**Your task:** The answer is every line of the records that holds the word "SenderRegistry", copied in full.

**Available data:**

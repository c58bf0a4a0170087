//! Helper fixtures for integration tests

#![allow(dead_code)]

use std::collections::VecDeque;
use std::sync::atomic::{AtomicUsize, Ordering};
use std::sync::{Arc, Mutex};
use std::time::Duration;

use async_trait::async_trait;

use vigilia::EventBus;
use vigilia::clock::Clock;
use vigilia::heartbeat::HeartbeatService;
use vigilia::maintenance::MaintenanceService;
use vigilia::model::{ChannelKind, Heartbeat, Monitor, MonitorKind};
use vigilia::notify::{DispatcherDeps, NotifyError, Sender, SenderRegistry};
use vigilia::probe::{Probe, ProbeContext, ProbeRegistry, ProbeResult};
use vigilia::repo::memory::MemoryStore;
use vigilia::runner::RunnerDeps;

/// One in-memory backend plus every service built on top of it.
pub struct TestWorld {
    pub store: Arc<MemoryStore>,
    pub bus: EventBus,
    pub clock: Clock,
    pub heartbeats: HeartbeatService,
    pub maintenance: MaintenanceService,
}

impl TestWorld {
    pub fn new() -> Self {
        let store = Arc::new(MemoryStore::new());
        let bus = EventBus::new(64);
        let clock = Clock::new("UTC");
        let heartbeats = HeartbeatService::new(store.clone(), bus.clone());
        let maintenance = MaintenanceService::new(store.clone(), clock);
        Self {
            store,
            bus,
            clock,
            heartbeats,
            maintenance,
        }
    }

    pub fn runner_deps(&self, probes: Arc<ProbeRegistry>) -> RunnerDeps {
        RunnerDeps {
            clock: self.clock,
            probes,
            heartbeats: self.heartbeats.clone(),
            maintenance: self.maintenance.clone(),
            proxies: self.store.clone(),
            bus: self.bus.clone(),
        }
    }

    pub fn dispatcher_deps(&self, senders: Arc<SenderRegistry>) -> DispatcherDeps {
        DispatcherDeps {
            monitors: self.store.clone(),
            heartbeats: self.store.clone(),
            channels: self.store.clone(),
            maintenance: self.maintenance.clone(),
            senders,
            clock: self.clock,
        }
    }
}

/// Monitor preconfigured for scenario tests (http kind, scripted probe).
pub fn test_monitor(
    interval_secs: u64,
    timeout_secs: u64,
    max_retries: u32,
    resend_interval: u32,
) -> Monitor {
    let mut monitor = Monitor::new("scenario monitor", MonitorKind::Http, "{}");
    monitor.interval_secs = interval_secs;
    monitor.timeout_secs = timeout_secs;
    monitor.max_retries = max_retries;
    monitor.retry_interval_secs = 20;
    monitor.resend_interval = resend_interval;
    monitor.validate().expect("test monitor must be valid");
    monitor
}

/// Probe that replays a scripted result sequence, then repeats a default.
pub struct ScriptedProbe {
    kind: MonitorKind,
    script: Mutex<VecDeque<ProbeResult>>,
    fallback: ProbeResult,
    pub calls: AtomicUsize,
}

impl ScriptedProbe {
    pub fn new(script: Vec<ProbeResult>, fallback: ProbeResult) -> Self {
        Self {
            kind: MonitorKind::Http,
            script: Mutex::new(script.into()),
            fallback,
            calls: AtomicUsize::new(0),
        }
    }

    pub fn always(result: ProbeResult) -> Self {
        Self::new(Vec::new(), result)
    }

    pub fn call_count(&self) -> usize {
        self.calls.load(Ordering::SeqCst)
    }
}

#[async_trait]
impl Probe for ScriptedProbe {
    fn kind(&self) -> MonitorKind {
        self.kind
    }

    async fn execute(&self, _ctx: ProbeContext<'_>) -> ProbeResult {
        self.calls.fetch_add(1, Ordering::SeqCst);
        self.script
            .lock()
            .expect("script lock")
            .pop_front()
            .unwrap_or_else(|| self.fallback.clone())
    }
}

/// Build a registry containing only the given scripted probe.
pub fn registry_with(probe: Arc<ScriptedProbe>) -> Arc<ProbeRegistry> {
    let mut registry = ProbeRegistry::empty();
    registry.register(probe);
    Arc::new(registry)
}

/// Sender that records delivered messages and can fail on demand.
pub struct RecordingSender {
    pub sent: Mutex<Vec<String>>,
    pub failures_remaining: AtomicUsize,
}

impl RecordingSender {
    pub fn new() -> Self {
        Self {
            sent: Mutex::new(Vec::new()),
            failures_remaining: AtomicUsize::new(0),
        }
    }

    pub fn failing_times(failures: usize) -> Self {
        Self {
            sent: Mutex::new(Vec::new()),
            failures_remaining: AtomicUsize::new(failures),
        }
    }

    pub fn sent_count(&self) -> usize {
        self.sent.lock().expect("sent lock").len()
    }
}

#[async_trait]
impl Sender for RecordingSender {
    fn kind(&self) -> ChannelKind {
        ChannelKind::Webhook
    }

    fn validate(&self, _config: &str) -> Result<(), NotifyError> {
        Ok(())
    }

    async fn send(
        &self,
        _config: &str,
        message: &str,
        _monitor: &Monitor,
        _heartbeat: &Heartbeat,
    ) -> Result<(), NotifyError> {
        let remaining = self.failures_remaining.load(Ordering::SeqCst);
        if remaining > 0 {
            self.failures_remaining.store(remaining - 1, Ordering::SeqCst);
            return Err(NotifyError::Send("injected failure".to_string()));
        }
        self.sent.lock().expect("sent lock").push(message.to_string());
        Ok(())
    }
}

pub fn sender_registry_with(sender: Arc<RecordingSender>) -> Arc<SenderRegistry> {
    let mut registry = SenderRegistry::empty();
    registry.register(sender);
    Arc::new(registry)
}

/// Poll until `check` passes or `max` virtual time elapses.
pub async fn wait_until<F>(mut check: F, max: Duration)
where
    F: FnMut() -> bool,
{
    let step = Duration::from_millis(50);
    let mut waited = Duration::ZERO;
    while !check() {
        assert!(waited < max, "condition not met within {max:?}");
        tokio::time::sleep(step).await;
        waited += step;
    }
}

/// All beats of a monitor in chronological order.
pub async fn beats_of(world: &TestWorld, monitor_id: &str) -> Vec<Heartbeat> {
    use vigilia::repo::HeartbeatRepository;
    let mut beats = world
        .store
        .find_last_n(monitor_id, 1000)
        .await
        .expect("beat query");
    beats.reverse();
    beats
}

**Problem solution:**
use vigilia::notify::{DispatcherDeps, NotifyError, Sender, SenderRegistry};
    pub fn dispatcher_deps(&self, senders: Arc<SenderRegistry>) -> DispatcherDeps {
pub fn sender_registry_with(sender: Arc<RecordingSender>) -> Arc<SenderRegistry> {
    let mut registry = SenderRegistry::empty();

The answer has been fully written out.